[[ Record extracts, beginning ]]

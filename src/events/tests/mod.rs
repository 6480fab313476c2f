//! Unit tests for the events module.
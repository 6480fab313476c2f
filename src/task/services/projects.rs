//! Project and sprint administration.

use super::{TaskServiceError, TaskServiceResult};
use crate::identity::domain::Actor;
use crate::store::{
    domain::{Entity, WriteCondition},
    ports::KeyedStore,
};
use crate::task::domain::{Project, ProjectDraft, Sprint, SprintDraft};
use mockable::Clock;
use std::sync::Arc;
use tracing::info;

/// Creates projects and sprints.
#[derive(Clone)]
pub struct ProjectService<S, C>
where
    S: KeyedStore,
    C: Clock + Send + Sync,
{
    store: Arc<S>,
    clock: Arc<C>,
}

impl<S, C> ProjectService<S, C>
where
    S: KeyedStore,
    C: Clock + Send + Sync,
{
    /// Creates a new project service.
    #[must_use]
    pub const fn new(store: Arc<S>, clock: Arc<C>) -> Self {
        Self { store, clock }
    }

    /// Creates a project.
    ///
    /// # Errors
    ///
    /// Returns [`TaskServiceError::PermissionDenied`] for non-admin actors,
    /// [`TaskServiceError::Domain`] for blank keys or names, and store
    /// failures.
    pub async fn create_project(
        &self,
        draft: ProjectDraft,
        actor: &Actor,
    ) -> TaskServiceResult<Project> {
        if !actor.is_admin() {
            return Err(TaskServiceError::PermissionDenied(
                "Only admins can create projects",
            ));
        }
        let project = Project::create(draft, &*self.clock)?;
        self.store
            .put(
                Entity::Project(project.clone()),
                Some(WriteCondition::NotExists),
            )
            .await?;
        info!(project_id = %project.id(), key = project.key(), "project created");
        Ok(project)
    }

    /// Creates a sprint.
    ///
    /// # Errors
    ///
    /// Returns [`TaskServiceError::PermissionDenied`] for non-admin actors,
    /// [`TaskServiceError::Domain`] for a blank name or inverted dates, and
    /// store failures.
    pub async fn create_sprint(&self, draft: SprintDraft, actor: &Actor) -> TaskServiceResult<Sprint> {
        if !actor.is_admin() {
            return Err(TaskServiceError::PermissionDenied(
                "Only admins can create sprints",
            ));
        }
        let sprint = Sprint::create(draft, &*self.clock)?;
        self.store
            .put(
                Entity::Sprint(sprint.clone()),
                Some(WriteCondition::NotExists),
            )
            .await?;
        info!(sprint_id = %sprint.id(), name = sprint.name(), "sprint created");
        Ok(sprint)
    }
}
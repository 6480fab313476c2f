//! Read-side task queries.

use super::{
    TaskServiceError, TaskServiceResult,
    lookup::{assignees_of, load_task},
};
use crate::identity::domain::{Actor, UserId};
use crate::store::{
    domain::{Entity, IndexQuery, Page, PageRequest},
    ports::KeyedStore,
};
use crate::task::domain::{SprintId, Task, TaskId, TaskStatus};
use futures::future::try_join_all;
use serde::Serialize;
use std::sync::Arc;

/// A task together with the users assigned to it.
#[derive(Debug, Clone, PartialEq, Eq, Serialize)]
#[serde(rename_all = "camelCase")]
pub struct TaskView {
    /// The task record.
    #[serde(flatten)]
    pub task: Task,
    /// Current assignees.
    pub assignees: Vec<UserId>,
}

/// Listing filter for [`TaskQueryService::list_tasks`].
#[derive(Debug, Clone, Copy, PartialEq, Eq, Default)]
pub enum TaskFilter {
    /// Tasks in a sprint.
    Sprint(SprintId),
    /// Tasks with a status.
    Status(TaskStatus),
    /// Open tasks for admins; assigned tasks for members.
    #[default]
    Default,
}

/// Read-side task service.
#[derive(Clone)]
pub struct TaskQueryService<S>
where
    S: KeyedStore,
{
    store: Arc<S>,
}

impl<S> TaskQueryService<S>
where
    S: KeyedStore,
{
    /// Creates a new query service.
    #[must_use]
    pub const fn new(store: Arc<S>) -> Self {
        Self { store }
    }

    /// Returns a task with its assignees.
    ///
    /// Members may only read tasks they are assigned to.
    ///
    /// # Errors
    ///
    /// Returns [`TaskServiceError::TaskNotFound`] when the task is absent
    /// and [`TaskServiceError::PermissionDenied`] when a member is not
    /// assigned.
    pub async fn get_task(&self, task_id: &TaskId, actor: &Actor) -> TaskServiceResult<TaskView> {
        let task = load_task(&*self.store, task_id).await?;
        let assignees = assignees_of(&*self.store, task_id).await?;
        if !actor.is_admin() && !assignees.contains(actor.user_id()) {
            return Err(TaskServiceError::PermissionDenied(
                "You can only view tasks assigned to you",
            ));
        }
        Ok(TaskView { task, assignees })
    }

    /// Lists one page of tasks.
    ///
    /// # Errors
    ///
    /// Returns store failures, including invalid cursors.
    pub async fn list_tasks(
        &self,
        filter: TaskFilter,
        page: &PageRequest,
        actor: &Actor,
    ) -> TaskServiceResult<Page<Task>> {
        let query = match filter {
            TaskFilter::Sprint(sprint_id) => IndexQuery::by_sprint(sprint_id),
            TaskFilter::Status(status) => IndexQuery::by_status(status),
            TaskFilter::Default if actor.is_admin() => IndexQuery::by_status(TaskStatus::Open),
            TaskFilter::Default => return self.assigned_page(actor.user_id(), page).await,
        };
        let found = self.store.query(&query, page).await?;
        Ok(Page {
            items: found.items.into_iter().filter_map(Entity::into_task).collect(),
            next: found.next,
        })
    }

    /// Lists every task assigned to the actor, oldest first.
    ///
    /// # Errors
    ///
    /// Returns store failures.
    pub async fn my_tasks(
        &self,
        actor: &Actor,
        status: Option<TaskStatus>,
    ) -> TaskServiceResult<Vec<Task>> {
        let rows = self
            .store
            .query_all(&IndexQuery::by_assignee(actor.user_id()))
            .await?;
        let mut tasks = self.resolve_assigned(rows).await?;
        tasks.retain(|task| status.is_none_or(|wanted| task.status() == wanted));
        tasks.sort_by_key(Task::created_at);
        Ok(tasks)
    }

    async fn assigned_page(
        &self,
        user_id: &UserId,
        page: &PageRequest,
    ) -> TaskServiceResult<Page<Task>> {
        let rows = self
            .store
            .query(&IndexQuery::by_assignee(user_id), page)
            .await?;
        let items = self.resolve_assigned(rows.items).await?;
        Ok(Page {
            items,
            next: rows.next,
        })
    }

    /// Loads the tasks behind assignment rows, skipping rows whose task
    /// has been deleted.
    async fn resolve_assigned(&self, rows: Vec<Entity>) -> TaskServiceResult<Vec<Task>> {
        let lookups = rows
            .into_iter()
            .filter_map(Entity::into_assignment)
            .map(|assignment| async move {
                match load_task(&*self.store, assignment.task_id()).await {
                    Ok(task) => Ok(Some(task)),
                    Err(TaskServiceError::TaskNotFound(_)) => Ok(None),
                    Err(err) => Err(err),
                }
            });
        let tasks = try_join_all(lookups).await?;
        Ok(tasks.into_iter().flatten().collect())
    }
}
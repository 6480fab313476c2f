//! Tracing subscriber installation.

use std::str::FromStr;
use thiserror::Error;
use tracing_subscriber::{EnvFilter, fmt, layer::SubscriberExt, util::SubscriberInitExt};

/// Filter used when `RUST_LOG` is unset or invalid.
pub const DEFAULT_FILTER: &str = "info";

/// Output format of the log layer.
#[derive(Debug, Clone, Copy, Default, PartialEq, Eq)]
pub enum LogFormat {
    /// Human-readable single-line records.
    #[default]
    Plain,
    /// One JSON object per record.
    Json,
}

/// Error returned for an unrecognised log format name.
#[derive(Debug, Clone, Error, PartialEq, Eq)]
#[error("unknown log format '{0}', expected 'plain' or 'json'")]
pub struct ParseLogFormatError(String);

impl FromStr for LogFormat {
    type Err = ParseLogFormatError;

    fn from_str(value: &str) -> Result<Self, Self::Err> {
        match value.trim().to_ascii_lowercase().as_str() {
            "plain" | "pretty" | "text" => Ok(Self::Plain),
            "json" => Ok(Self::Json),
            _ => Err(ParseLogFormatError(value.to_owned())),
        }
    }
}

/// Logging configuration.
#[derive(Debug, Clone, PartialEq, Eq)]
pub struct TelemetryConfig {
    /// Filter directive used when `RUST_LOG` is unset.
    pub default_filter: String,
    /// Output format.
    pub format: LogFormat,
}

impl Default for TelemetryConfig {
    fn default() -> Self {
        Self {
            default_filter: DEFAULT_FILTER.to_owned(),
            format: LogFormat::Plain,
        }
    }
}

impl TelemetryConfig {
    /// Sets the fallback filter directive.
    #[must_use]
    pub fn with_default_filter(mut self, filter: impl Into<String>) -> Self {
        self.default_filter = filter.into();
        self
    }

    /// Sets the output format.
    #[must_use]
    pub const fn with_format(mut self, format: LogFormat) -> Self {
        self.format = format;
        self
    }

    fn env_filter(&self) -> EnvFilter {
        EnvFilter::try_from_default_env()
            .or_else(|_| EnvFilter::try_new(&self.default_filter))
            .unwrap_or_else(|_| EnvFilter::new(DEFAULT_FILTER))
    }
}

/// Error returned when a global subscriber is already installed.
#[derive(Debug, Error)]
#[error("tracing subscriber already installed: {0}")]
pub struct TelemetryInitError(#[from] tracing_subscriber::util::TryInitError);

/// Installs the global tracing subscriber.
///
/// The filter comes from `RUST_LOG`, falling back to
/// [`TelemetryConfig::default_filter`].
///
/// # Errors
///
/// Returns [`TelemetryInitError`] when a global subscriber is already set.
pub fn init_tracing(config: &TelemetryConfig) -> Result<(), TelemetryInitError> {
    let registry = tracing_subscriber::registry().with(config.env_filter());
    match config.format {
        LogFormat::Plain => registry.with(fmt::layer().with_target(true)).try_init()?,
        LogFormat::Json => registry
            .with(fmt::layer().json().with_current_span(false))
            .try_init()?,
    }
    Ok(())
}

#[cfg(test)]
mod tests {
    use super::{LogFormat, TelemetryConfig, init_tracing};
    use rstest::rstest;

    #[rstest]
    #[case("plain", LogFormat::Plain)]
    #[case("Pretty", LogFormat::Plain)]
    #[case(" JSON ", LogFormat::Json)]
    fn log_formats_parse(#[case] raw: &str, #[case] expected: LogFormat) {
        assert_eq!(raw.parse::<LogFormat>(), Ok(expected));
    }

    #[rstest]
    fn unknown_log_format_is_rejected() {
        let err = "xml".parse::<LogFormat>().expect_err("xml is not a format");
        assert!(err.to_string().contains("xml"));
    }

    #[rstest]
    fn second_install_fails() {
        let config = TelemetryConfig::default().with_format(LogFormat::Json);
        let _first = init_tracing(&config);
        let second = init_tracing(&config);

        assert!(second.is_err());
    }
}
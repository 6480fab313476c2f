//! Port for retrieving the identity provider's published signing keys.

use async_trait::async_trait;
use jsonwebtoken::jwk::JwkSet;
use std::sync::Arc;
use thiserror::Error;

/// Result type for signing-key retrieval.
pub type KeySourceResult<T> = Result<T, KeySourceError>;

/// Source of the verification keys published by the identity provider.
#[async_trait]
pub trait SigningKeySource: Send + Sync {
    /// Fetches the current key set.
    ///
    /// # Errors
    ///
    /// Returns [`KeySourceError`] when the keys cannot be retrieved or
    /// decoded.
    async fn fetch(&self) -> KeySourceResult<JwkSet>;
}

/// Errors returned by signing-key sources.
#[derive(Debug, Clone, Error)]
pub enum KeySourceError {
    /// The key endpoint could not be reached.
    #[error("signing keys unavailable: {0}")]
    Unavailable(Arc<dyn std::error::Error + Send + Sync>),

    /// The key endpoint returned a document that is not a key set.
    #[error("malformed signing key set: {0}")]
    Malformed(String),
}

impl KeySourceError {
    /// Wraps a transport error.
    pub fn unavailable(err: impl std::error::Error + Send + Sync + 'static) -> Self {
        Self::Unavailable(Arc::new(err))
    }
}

[[ Record extracts, end ]]
[[ Record extracts, beginning ]]

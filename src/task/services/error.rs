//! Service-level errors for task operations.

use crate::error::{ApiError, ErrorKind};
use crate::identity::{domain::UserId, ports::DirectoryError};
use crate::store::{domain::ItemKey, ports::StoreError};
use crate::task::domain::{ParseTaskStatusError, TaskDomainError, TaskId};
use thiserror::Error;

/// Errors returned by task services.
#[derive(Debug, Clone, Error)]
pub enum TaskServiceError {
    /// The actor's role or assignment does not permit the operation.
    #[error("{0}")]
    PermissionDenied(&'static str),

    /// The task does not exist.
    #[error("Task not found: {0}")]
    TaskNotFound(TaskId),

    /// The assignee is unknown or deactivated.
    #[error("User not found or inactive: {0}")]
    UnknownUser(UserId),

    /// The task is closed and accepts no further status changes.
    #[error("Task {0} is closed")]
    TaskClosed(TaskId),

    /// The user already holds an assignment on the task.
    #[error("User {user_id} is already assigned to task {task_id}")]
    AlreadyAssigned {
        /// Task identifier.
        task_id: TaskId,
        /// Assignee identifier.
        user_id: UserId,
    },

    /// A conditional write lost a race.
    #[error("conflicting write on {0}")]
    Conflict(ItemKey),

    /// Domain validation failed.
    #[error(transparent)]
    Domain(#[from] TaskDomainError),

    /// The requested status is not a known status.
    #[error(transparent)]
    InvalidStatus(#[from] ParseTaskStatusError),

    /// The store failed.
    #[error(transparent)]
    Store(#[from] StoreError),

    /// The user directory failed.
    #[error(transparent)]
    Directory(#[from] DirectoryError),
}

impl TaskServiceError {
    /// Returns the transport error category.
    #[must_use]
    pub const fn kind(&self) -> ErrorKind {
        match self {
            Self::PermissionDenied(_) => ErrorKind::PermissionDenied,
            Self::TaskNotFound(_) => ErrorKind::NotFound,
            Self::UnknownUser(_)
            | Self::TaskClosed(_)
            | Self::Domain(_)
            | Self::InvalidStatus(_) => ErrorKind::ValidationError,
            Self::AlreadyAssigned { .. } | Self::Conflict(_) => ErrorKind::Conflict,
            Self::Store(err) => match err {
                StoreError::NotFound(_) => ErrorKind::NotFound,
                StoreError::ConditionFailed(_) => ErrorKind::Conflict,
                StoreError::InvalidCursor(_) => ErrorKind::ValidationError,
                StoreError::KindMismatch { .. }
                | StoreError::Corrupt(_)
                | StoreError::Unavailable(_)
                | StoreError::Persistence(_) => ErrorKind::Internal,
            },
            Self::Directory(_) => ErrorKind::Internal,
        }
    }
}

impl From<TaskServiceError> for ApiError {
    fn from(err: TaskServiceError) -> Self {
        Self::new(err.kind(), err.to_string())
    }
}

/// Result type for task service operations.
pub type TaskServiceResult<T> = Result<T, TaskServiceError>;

[[ Record extracts, end ]]
[[ Record extracts, beginning ]]

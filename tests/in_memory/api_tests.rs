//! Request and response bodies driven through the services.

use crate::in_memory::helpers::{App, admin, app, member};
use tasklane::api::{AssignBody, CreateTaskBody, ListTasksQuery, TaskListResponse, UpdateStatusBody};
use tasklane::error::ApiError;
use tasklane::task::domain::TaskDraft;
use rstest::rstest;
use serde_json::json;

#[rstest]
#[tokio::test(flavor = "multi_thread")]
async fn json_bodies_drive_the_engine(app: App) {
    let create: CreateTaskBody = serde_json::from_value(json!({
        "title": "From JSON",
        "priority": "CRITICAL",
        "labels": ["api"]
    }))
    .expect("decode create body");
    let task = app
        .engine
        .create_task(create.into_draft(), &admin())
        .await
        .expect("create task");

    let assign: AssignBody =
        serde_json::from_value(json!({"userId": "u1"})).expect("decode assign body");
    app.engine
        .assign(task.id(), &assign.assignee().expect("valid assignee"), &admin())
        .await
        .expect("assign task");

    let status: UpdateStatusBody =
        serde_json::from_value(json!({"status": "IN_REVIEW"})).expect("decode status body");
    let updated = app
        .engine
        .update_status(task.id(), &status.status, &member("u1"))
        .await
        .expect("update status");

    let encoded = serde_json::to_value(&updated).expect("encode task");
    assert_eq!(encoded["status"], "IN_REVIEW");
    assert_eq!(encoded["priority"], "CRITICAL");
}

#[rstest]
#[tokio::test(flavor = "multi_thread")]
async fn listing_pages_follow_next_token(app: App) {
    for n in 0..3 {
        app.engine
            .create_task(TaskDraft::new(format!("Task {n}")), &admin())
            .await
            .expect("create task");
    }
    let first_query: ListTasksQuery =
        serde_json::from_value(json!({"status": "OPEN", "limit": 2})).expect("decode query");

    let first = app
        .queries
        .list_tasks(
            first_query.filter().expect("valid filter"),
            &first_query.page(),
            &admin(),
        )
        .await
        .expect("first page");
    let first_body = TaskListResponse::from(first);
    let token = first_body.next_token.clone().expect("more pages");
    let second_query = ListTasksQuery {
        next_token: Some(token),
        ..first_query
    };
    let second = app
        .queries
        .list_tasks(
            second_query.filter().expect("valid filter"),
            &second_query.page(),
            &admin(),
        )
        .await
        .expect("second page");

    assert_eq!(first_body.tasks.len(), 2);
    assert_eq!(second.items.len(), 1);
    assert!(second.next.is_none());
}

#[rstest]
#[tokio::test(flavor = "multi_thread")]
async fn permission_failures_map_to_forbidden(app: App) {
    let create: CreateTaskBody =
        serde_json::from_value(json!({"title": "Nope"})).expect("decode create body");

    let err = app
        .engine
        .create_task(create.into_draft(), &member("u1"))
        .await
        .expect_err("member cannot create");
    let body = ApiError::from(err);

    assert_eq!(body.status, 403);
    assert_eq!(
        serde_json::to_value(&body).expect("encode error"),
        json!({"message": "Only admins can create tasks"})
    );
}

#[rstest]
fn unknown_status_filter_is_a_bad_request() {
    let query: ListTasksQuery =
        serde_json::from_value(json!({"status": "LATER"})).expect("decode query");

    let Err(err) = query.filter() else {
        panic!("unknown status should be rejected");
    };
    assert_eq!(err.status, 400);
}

[[ Record extracts, end ]]

- Work required:
Filter the data above, keeping only lines that include the string "KeySourceError".

- The answer:
pub type KeySourceResult<T> = Result<T, KeySourceError>;
    /// Returns [`KeySourceError`] when the keys cannot be retrieved or
pub enum KeySourceError {
impl KeySourceError {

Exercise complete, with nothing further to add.